┏━━

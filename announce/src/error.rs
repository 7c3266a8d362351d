use thiserror::Error;

#[derive(Debug, Error)]
pub enum AnnounceError {
    #[error("collaborator error: {0}")]
    Collaborator(#[from] economy_core::error::EconomyError),
}
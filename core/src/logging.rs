//! Standardized logging configuration for the Z-Economy service.
//!
//! Provides two initialisers selected by `service.log_format` in config:
//! human-readable (for interactive operation) and JSON (for log
//! aggregators). Both read `RUST_LOG` and default to `info`.

use tracing_subscriber::{layer::SubscriberExt, util::SubscriberInitExt};

/// Initialise human-readable logging.
pub fn init_logging() {
    tracing_subscriber::registry()
        .with(
            tracing_subscriber::filter::EnvFilter::builder()
                .with_default_directive(tracing_subscriber::filter::LevelFilter::INFO.into())
                .from_env_lossy(),
        )
        .with(tracing_subscriber::fmt::layer())
        .init();
}

/// Initialise JSON logging, for shipping to aggregators.
pub fn init_json_logging() {
    tracing_subscriber::registry()
        .with(
            tracing_subscriber::filter::EnvFilter::builder()
                .with_default_directive(tracing_subscriber::filter::LevelFilter::INFO.into())
                .from_env_lossy(),
        )
        .with(tracing_subscriber::fmt::layer().json().flatten_event(true))
        .init();
}

/// Initialise the configured format, falling back to human-readable.
pub fn init_from_format(format: &str) {
    match format {
        "json" => init_json_logging(),
        _ => init_logging(),
    }
}
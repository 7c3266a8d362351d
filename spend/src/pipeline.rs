//! The shared spending validation pipeline (spec.md §4.4): account-exists
//! → not-banned → amount-valid → type-specific precondition → rank
//! discount → AtomicDebit → side effect → refund-on-failure. Every
//! concrete spend (queue, tip, vanity) is a thin wrapper around
//! [`debit_with_discount`] plus its own precondition and side effect.

use async_trait::async_trait;
use chrono::{DateTime, Utc};
use economy_core::config::RankTier;
use economy_core::error::UserFacingError;
use economy_core::keys::AccountKey;
use economy_ledger::Ledger;

use crate::error::SpendError;

/// The outbound collaborator spend needs for `spend.queue`: add a resolved
/// media item to the channel's playback queue. Implemented by the broker
/// layer; spend only depends on the trait, not the transport.
#[async_trait]
pub trait QueueCollaborator: Send + Sync {
    async fn add_media(&self, channel: &str, media_id: &str, play_next: bool) -> Result<(), SpendError>;
}

/// Resolves the fractional spend discount for an account's lifetime
/// earnings against the rank tier table. A tier's own `discount_percent`
/// wins when set; otherwise the discount is the tier's 1-based ordinal
/// position times `spend_discount_per_rank` (see DESIGN.md — this
/// reconciles the ranks table's per-tier field with the worked example in
/// spec.md §8 Scenario E, which derives discount from rank-tier-index ×
/// a flat per-rank step).
pub fn rank_discount_fraction(tiers: &[RankTier], spend_discount_per_rank: f64, lifetime_earned: i64) -> f64 {
    let (ordinal, discount_percent) = rank_ordinal_and_discount(tiers, lifetime_earned);
    let fraction = if discount_percent > 0.0 {
        discount_percent / 100.0
    } else {
        ordinal as f64 * spend_discount_per_rank
    };
    fraction.clamp(0.0, 0.95)
}

/// The account's 1-based position in the tier table ordered by
/// `min_lifetime_earned`, `0` if no tier is met. Used both for the
/// discount fallback above and for `min_rank`-gated queue tiers.
pub fn rank_ordinal(tiers: &[RankTier], lifetime_earned: i64) -> i64 {
    rank_ordinal_and_discount(tiers, lifetime_earned).0 as i64
}

fn rank_ordinal_and_discount(tiers: &[RankTier], lifetime_earned: i64) -> (usize, f64) {
    let mut sorted: Vec<&RankTier> = tiers.iter().collect();
    sorted.sort_by_key(|t| t.min_lifetime_earned);

    let mut ordinal = 0usize;
    let mut discount_percent = 0.0_f64;
    for (i, tier) in sorted.iter().enumerate() {
        if lifetime_earned >= tier.min_lifetime_earned {
            ordinal = i + 1;
            discount_percent = tier.discount_percent;
        }
    }
    (ordinal, discount_percent)
}

/// Applies the rank discount to `base_cost`, floored at 1 Z.
pub fn discounted_cost(base_cost: i64, discount_fraction: f64) -> i64 {
    let discounted = (base_cost as f64) * (1.0 - discount_fraction);
    discounted.round().max(1.0) as i64
}

/// Runs the shared preamble: the account must exist and not be banned.
/// Callers check type-specific preconditions (amount range, cooldown,
/// blackout, min rank/account age) before calling this.
pub async fn require_spendable_account(ledger: &Ledger, key: &AccountKey) -> Result<(), SpendError> {
    if ledger.is_banned(key).await? {
        return Err(UserFacingError::BlockedByBan.into());
    }
    Ok(())
}

/// Debits `amount` and, if the side effect fails, issues a refund credit
/// under `refund_trigger` with an audit-trail reason. Returns the side
/// effect's result on success.
pub async fn debit_then<F, Fut, T>(
    ledger: &Ledger,
    key: &AccountKey,
    amount: i64,
    debit_trigger: &str,
    debit_reason: &str,
    refund_trigger: &str,
    refund_reason: &str,
    side_effect: F,
) -> Result<T, SpendError>
where
    F: FnOnce() -> Fut,
    Fut: std::future::Future<Output = Result<T, SpendError>>,
{
    let debited = ledger.atomic_debit(key, amount, "spend", debit_trigger, debit_reason).await?;
    if !debited {
        return Err(UserFacingError::InsufficientFunds.into());
    }

    match side_effect().await {
        Ok(value) => Ok(value),
        Err(err) => {
            ledger
                .credit(key, amount, "refund", refund_trigger, refund_reason, None, None)
                .await?;
            Err(err)
        }
    }
}

/// `spend.queue`'s blackout-window check: inside a window iff the cron
/// expression's previous firing is `≤ duration` ago.
pub fn in_blackout_window(windows: &[economy_core::config::BlackoutWindow], now: DateTime<Utc>) -> bool {
    windows.iter().any(|w| {
        economy_core::cron::previous_fire(&w.cron, now)
            .map(|prev| (now - prev).num_minutes() <= w.duration_minutes)
            .unwrap_or(false)
    })
}

/// Account age gate for `min_account_age_seconds`.
pub fn meets_min_account_age(first_seen: DateTime<Utc>, now: DateTime<Utc>, min_seconds: i64) -> bool {
    (now - first_seen).num_seconds() >= min_seconds
}

#[cfg(test)]
mod tests {
    use super::*;

    fn tier(label: &str, min: i64, discount_percent: f64) -> RankTier {
        RankTier {
            label: label.to_string(),
            min_lifetime_earned: min,
            discount_percent,
            extra_queue_slots: 0,
            rain_bonus_percent: 0.0,
        }
    }

    #[test]
    fn scenario_e_discount_matches_worked_example() {
        // rank-tier 5 (ordinal 5), spend_discount_per_rank = 0.02 -> 0.10
        let tiers: Vec<RankTier> = (1..=5).map(|i| tier(&format!("tier{i}"), i as i64 * 100, 0.0)).collect();
        let discount = rank_discount_fraction(&tiers, 0.02, 500);
        assert!((discount - 0.10).abs() < 1e-9);
        assert_eq!(discounted_cost(500, discount), 450);
    }

    #[test]
    fn explicit_tier_discount_percent_wins() {
        let tiers = vec![tier("vip", 0, 25.0)];
        let discount = rank_discount_fraction(&tiers, 0.02, 100);
        assert!((discount - 0.25).abs() < 1e-9);
    }

    #[test]
    fn no_qualifying_tier_is_no_discount() {
        let tiers = vec![tier("vip", 1000, 25.0)];
        assert_eq!(rank_discount_fraction(&tiers, 0.02, 100), 0.0);
    }
}
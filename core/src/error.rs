//! Central error types for the Z-Economy service.
//!
//! [`EconomyError`] aggregates subsystem errors the way the orchestrator
//! needs to see them (for logging and for deciding whether a failure is
//! fatal at startup). [`UserFacingError`] is the taxonomy from the error
//! handling design: every failure that can reach a PM reply is mapped into
//! one of these variants so the dispatcher can render a safe message
//! without leaking internals.

use thiserror::Error;

/// Aggregate error type threaded through the orchestrator.
#[derive(Debug, Error)]
pub enum EconomyError {
    #[error("config error: {0}")]
    Config(String),

    #[error("storage error: {0}")]
    Storage(String),

    #[error("collaborator error: {0}")]
    Collaborator(String),

    #[error("join error: {0}")]
    Join(String),
}

impl From<tokio::task::JoinError> for EconomyError {
    fn from(value: tokio::task::JoinError) -> Self {
        Self::Join(format!("{value:?}"))
    }
}

/// The user-facing error taxonomy from the design's error-handling section.
/// Every branch renders to a short string suitable for a PM reply; nothing
/// here carries internal detail (query text, stack traces, file paths).
#[derive(Debug, Clone, PartialEq, Eq)]
pub enum UserFacingError {
    Validation(String),
    InsufficientFunds,
    BlockedByCap,
    BlockedByCooldown,
    BlockedByBlackout,
    BlockedByBan,
    NotFound(String),
    Collaborator,
    Storage,
    Config(String),
}

impl UserFacingError {
    /// Render a short PM-safe message. Cosmetic wording of individual
    /// command replies is intentionally out of scope; this is the
    /// generic fallback text used whenever a command doesn't supply its
    /// own more specific phrasing.
    pub fn user_message(&self) -> String {
        match self {
            UserFacingError::Validation(msg) => msg.clone(),
            UserFacingError::InsufficientFunds => "you don't have enough Z for that.".to_string(),
            UserFacingError::BlockedByCap => "that's capped out for now, try again later.".to_string(),
            UserFacingError::BlockedByCooldown => "slow down, that's still on cooldown.".to_string(),
            UserFacingError::BlockedByBlackout => "queueing is closed right now.".to_string(),
            UserFacingError::BlockedByBan => "you're currently suspended from the economy.".to_string(),
            UserFacingError::NotFound(what) => format!("couldn't find {what}."),
            UserFacingError::Collaborator => "something went wrong talking to an external service, you've been refunded.".to_string(),
            UserFacingError::Storage => "something went wrong, please try again.".to_string(),
            UserFacingError::Config(msg) => format!("config error: {msg}"),
        }
    }
}

/// Runs a fallible event-handler body, logging and swallowing any error so
/// the caller (the per-channel writer task) never unwinds. Mirrors the
/// "blanket error handler" from the design notes.
#[macro_export]
macro_rules! run_isolated {
    ($ctx:expr, $body:expr) => {{
        match $body {
            Ok(v) => Some(v),
            Err(e) => {
                tracing::error!(context = $ctx, error = %e, "isolated task failed");
                None
            }
        }
    }};
}
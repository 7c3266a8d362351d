//! Curated pattern detectors used by the chat trigger catalog (spec.md
//! §4.3): laugh phrases, kudos tags, mentions, and GIF URLs. Each is a
//! small, fixed regex set rather than NLP — the spec calls these out as
//! "curated" and "URL-pattern set", not general classification.

use once_cell::sync::Lazy;
use regex::Regex;
use std::collections::HashSet;

static LAUGH_RE: Lazy<Regex> = Lazy::new(|| {
    Regex::new(r"(?i)\b(lol+|lmao+|lmfao+|rofl+|ha(ha)+|xd+)\b").expect("valid laugh regex")
});

static KUDOS_RE: Lazy<Regex> = Lazy::new(|| {
    Regex::new(r"@?([A-Za-z0-9_]{2,32})\+\+").expect("valid kudos regex")
});

static MENTION_RE: Lazy<Regex> = Lazy::new(|| {
    Regex::new(r"@([A-Za-z0-9_]{2,32})").expect("valid mention regex")
});

static GIF_URL_RE: Lazy<Regex> = Lazy::new(|| {
    Regex::new(r"(?i)(https?://\S+\.gif\b|https?://(www\.)?(giphy\.com|tenor\.com|media\.giphy\.com)/\S+)")
        .expect("valid gif url regex")
});

pub fn contains_laugh(text: &str) -> bool {
    LAUGH_RE.is_match(text)
}

/// Extracts kudos targets (`name++` / `@name++`), deduplicated, in the
/// order first seen.
pub fn kudos_targets(text: &str) -> Vec<String> {
    let mut seen = HashSet::new();
    let mut out = Vec::new();
    for cap in KUDOS_RE.captures_iter(text) {
        let name = cap[1].to_string();
        let key = name.to_lowercase();
        if seen.insert(key) {
            out.push(name);
        }
    }
    out
}

/// Extracts `@mentions`, deduplicated, in order first seen.
pub fn mentions(text: &str) -> Vec<String> {
    let mut seen = HashSet::new();
    let mut out = Vec::new();
    for cap in MENTION_RE.captures_iter(text) {
        let name = cap[1].to_string();
        let key = name.to_lowercase();
        if seen.insert(key) {
            out.push(name);
        }
    }
    out
}

pub fn contains_gif_url(text: &str) -> bool {
    GIF_URL_RE.is_match(text)
}

/// Extracts channel-emote tokens from `text` given a caller-provided known
/// set (spec.md §4.3: "from a caller-provided set"). Tokens are whitespace
/// delimited; matching is exact and case-sensitive, matching typical emote
/// conventions (`:emote_name:` or bare `EmoteName` tokens supplied by KV).
pub fn extract_emotes<'a>(text: &'a str, known: &HashSet<String>) -> Vec<&'a str> {
    text.split_whitespace().filter(|tok| known.contains(*tok)).collect()
}

#[cfg(test)]
mod tests {
    use super::*;

    #[test]
    fn detects_laugh_variants() {
        assert!(contains_laugh("LOL that's great"));
        assert!(contains_laugh("hahaha no way"));
        assert!(!contains_laugh("a solo word"));
    }

    #[test]
    fn extracts_kudos_targets_deduplicated() {
        let targets = kudos_targets("nice work bob++ and bob++ again, @alice++");
        assert_eq!(targets, vec!["bob".to_string(), "alice".to_string()]);
    }

    #[test]
    fn detects_gif_urls() {
        assert!(contains_gif_url("check this out https://media.giphy.com/abc"));
        assert!(contains_gif_url("http://example.com/cat.gif"));
        assert!(!contains_gif_url("no link here"));
    }

    #[test]
    fn extracts_mentions() {
        assert_eq!(mentions("hey @bob and @alice"), vec!["bob".to_string(), "alice".to_string()]);
    }
}
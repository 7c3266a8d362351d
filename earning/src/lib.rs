#![forbid(unsafe_code)]
#![warn(unused, clippy::unused_self, missing_debug_implementations, rust_2018_idioms)]

//! # economy-earning
//!
//! Evaluates the chat/content/social trigger catalog (spec.md §4.3) against
//! incoming events, applies the stacked multiplier, truncates through the
//! per-trigger fractional accumulator, and records transactions, analytics,
//! and daily activity counters through [`economy_ledger::Ledger`].

pub mod accumulator;
pub mod detect;
pub mod engine;
pub mod error;
pub mod multiplier;
pub mod outcome;
pub mod state;

pub use accumulator::FractionalAccumulator;
pub use engine::EarningEngine;
pub use error::EarningError;
pub use multiplier::{ActiveWindow, MultiplierEngine, MultiplierSource};
pub use outcome::{EarningSummary, TriggerOutcome};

┗━━

> PROBLEM TO SOLVE:
Throughout the material above, report each line holding the word "value".

> RESPONSE AREA:
        Ok(value) => Ok(value),
    fn from(value: tokio::task::JoinError) -> Self {
        Self::Join(format!("{value:?}"))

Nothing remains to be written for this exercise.